Hell yeah shame on you!!! LOL 

I can't believe you didn't take advantage girl! It actually ended up saving me 17 bucks before tax. 

Like somebody said, the economy is crap right now, so this will probably not be the last of the 15% at MAC. It's a vvvvery competitive company.


----------



## MAC_Whore (Jun 18, 2008)

Quote:

   Originally Posted by *GlamYOURUs* 

 
_Hahaha I knowwwwwwww! A lot of things are sold out. I couldn't believe how many of the paintpots were sold out! 
	

	
	
		
		

		
		
	


	




 B/c I didn't think they were that popular compared to paints. But I guess now they are! lol 

 I am itching to place another order. 
	

	
	
		
		

		
		
	


	


_

 
erine mentioned that they are having some trouble with the current packaging for paint pots (lids too tight), so they are selling out existing stock in order to start fresh with properly functioning containers.


----------



## AppleDiva (Jun 18, 2008)

Quote:

   Originally Posted by *GlamYOURUs* 

 
_Hahaha I knowwwwwwww! A lot of things are sold out. I couldn't believe how many of the paintpots were sold out! 
	

	
	
		
		

		
		
	


	




 B/c I didn't think they were that popular compared to paints. But I guess now they are! lol 

 I am itching to place another order. 
	

	
	
		
		

		
		
	


	


_

 
I love the paint pots.  I have about 2 or 3 paints left that I have not touched.  

I definitely did major MAC (Too Faced, MUFE as well) hauling prior to the F&F sale.

From the Sale I got:
Sweet Tooth T/T
X-Rocks Blush
Indianwood P/P
Rubenesque P/P (You are so lovely!)
Gulf Stream E/S
Waveline F/L
Spaced Out Blush

Since I could not get to my MAC store because of distance and time: Went to a counter instead (no coupon 
	

	
	
		
		

		
		
	


	




)
Fresco Rose P/P (how I lived w.o this, I do not even know)
Neutral Pink E/S
Reflects Blackened Red
Black Ore (sample)
Lovely Lily (sample)

(I definitely got more stuff than this, but before MAC gave us the coupon)


----------



## Face2Mac (Jun 18, 2008)

I stocked up on brushes. I got the #222 and #272 online with Solar White. I went to the store and Picked Up

Gentle Lentil s/s
Bamboo pan e/s
Gulf Stream e/s
Graphology e/s
Climate Blue e/s
Fix +
#224 Brush
Romp pan e/s
Mulch e/s
Shimmermoss e/s
My subtotal was about $160 and I end up paying like $115. I was so happy. 

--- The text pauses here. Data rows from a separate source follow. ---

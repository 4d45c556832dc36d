//! Syscall-side dispatch tests.
//!
//! Covers the `SysOp` cause end to end:
//! - Fast rejection of invalid and reserved call numbers from user mode
//! - Delegation of valid calls and their completion
//! - The privileged-only bootstrap hypercalls
//! - Bounced operations routed to the fault collaborator

use mk32_kernel::common::constants::{nr, ASID_USER_BIT, ENOSYS, REG_SR};
use mk32_kernel::common::VirtAddr;
use mk32_kernel::trap::{HandlerEntry, Resume, TrapCause, TrapEvent};
use pretty_assertions::assert_eq;
use rstest::rstest;

use crate::common::TestContext;

// ══════════════════════════════════════════════════════════
// 1. User-mode fast rejection
// ══════════════════════════════════════════════════════════

#[rstest]
#[case(nr::SYSCALLS)]
#[case(u32::MAX)]
#[case(nr::INTERNAL_START)]
#[case(nr::SWITCH)]
#[case(nr::BOOT_EXIT)]
#[case(nr::INTERNAL_END)]
fn invalid_user_numbers_are_rejected_without_a_frame(#[case] bad_nr: u32) {
    let mut ctx = TestContext::new();
    let (_, thread) = ctx.boot_thread(0);
    let core = ctx.kernel.core_mut(0);
    core.live.pc = 0x500;
    core.live.file.write(REG_SR, bad_nr);

    let resume = ctx.kernel.dispatch(0, TrapEvent::sysop(0x01)).unwrap();
    assert_eq!(resume, Resume::ReturnToTrap);

    let core = ctx.kernel.core(0);
    assert_eq!(core.live.file.ret(), 0u32.wrapping_sub(ENOSYS));
    assert_eq!(core.live.pc, 0x502);
    assert_eq!(core.stats.rejected_syscalls, 1);
    assert!(ctx.kernel.thread(thread).unwrap().stack.is_empty());
}

// ══════════════════════════════════════════════════════════
// 2. Valid user syscalls
// ══════════════════════════════════════════════════════════

#[test]
fn valid_syscall_is_delegated_with_its_arguments() {
    let mut ctx = TestContext::new();
    let (_, thread) = ctx.boot_thread(0);
    let core = ctx.kernel.core_mut(0);
    core.live.pc = 0x500;
    core.live.file.write(REG_SR, 63);
    core.live.file.set_ret(0x1234);

    let resume = ctx.kernel.dispatch(0, TrapEvent::sysop(0x01)).unwrap();
    assert_eq!(
        resume,
        Resume::DispatchTo {
            entry: HandlerEntry::Syscall { nr: 63 },
            args: [63, 0x1234],
        }
    );
    assert_eq!(ctx.kernel.thread(thread).unwrap().stack.depth(), 1);
    assert_eq!(ctx.kernel.core(0).stats.syscalls, 1);
}

#[test]
fn syscall_completion_restores_and_steps_past_the_opcode() {
    let mut ctx = TestContext::new();
    let (_, thread) = ctx.boot_thread(0);
    let core = ctx.kernel.core_mut(0);
    core.live.pc = 0x500;
    core.live.file.write(REG_SR, 63);
    core.live.file.set_sp(0xCAFE_0000);

    ctx.kernel.dispatch(0, TrapEvent::sysop(0x01)).unwrap();
    // The syscall layer scrambles the live state while running; completion
    // must restore from the frame.
    let core = ctx.kernel.core_mut(0);
    core.live.file.set_sp(0);
    core.live.pc = 0xDEAD;

    ctx.kernel.ret_from_syscall(0, 0x5678).unwrap();
    let core = ctx.kernel.core(0);
    assert_eq!(core.live.file.ret(), 0x5678);
    assert_eq!(core.live.file.sp(), 0xCAFE_0000);
    assert_eq!(core.live.pc, 0x502);
    assert!(ctx.kernel.thread(thread).unwrap().stack.is_empty());
    assert_ne!(core.hw_asid & ASID_USER_BIT, 0);
}

#[test]
fn completion_without_a_frame_is_fatal() {
    let mut ctx = TestContext::new();
    ctx.boot_thread(0);
    let err = ctx.kernel.ret_from_syscall(0, 0).unwrap_err();
    assert!(err.reason.contains("syscall return"));
}

// ══════════════════════════════════════════════════════════
// 3. Privileged callers
// ══════════════════════════════════════════════════════════

#[test]
fn privileged_caller_with_a_user_number_is_fatal() {
    let mut ctx = TestContext::new();
    let (_, thread) = ctx.boot_thread(0);
    ctx.enter_kernel(thread);
    ctx.kernel.core_mut(0).live.file.write(REG_SR, 63);

    let err = ctx.kernel.dispatch(0, TrapEvent::sysop(0x01)).unwrap_err();
    assert!(err.reason.contains("invalid privileged syscall number 63"));
}

#[test]
fn boot_write_completes_in_place() {
    let mut ctx = TestContext::new();
    let (_, thread) = ctx.boot_thread(0);
    ctx.enter_kernel(thread);
    let core = ctx.kernel.core_mut(0);
    core.live.pc = 0x700;
    core.live.file.write(REG_SR, nr::BOOT_WRITE);
    core.live.file.set_ret(1);
    core.live.file.write(2, 0x8000);
    core.live.file.write(3, 16);

    let resume = ctx.kernel.dispatch(0, TrapEvent::sysop(0x01)).unwrap();
    assert_eq!(resume, Resume::ReturnToTrap);
    assert_eq!(*ctx.boot.writes.lock().unwrap(), vec![(1, 0x8000, 16)]);

    let core = ctx.kernel.core(0);
    assert_eq!(core.live.file.ret(), 16);
    assert_eq!(core.live.pc, 0x702);
    // The fast path never touched the frame store.
    assert_eq!(ctx.kernel.thread(thread).unwrap().stack.depth(), 1);
}

#[test]
fn boot_read_returns_the_count() {
    let mut ctx = TestContext::new();
    let (_, thread) = ctx.boot_thread(0);
    ctx.enter_kernel(thread);
    let core = ctx.kernel.core_mut(0);
    core.live.file.write(REG_SR, nr::BOOT_READ);
    core.live.file.set_ret(0);
    core.live.file.write(2, 0x9000);
    core.live.file.write(3, 64);

    ctx.kernel.dispatch(0, TrapEvent::sysop(0x01)).unwrap();
    assert_eq!(*ctx.boot.reads.lock().unwrap(), vec![(0, 0x9000, 64)]);
    assert_eq!(ctx.kernel.core(0).live.file.ret(), 64);
}

#[test]
fn boot_seek_echoes_the_offset() {
    let mut ctx = TestContext::new();
    let (_, thread) = ctx.boot_thread(0);
    ctx.enter_kernel(thread);
    let core = ctx.kernel.core_mut(0);
    core.live.file.write(REG_SR, nr::BOOT_SEEK);
    core.live.file.set_ret(0);
    core.live.file.write(2, 512);
    core.live.file.write(3, 0);

    ctx.kernel.dispatch(0, TrapEvent::sysop(0x01)).unwrap();
    assert_eq!(*ctx.boot.seeks.lock().unwrap(), vec![(0, 512, 0)]);
    assert_eq!(ctx.kernel.core(0).live.file.ret(), 512);
}

#[test]
fn boot_exit_halts_the_core() {
    let mut ctx = TestContext::new();
    let (_, thread) = ctx.boot_thread(0);
    ctx.enter_kernel(thread);
    let core = ctx.kernel.core_mut(0);
    core.live.file.write(REG_SR, nr::BOOT_EXIT);
    core.live.file.set_ret(42);

    let resume = ctx.kernel.dispatch(0, TrapEvent::sysop(0x01)).unwrap();
    assert_eq!(resume, Resume::Idle);
    assert_eq!(*ctx.boot.exited.lock().unwrap(), Some(42));
}

// ══════════════════════════════════════════════════════════
// 4. Bounced operations
// ══════════════════════════════════════════════════════════

#[test]
fn bounced_operation_is_routed_to_the_fault_collaborator() {
    let mut ctx = TestContext::new();
    let (_, thread) = ctx.boot_thread(0);
    ctx.kernel.core_mut(0).live.pc = 0x500;

    // Tag 0x03 is not a syscall; the hardware could not execute it.
    let resume = ctx.kernel.dispatch(0, TrapEvent::sysop(0x0203)).unwrap();
    assert_eq!(
        resume,
        Resume::DispatchTo {
            entry: HandlerEntry::Fault {
                addr: VirtAddr::new(0x500),
                cause: TrapCause::SysOp,
            },
            args: [0x500, 0x0203],
        }
    );
    assert!(ctx.kernel.thread(thread).unwrap().in_fault);
    assert_eq!(ctx.kernel.thread(thread).unwrap().stack.depth(), 1);

    ctx.kernel.service(0, resume).unwrap();
    assert_eq!(
        *ctx.vm.calls.lock().unwrap(),
        vec![(VirtAddr::new(0x500), TrapCause::SysOp)]
    );
    let t = ctx.kernel.thread(thread).unwrap();
    assert!(!t.in_fault);
    assert!(t.stack.is_empty());
    assert_eq!(ctx.kernel.core(0).live.pc, 0x500);
}

#[test]
fn bounced_operation_inside_fault_handling_is_fatal() {
    let mut ctx = TestContext::new();
    let (_, thread) = ctx.boot_thread(0);
    ctx.kernel.thread_mut(thread).unwrap().in_fault = true;

    let err = ctx.kernel.dispatch(0, TrapEvent::sysop(0x0203)).unwrap_err();
    assert!(err.reason.contains("bounced operation"));
}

Does anyone have so much Mac that the 15% discount didn't matter much because except for maybe buying stuff that you won't wear, I was in that position, except for the brushes I have all the eyes that I would wear, I bought the blues because (me see pretty, want bad) was going off in my head.


----------



## AudreyNicole (Jun 18, 2008)

I was a good girl, and did not haul any more than my Cool Heat haul on the first day of the F&F discount.  I was SO tempted to go the mall yesterday but I resisted.  I read on another community someone said that her MA told her the F&F coupon was extended in stores til the 21st.  Anyone else heard this?  I kind of doubt it, but if it's true, I'm on my way to the mall!


----------



## Kitt3n (Jun 18, 2008)

This discount may be because of the stimulus checks being given out.  I have noticed that many retailers are offering sales and discounts just to get people to use their new found money at their store.   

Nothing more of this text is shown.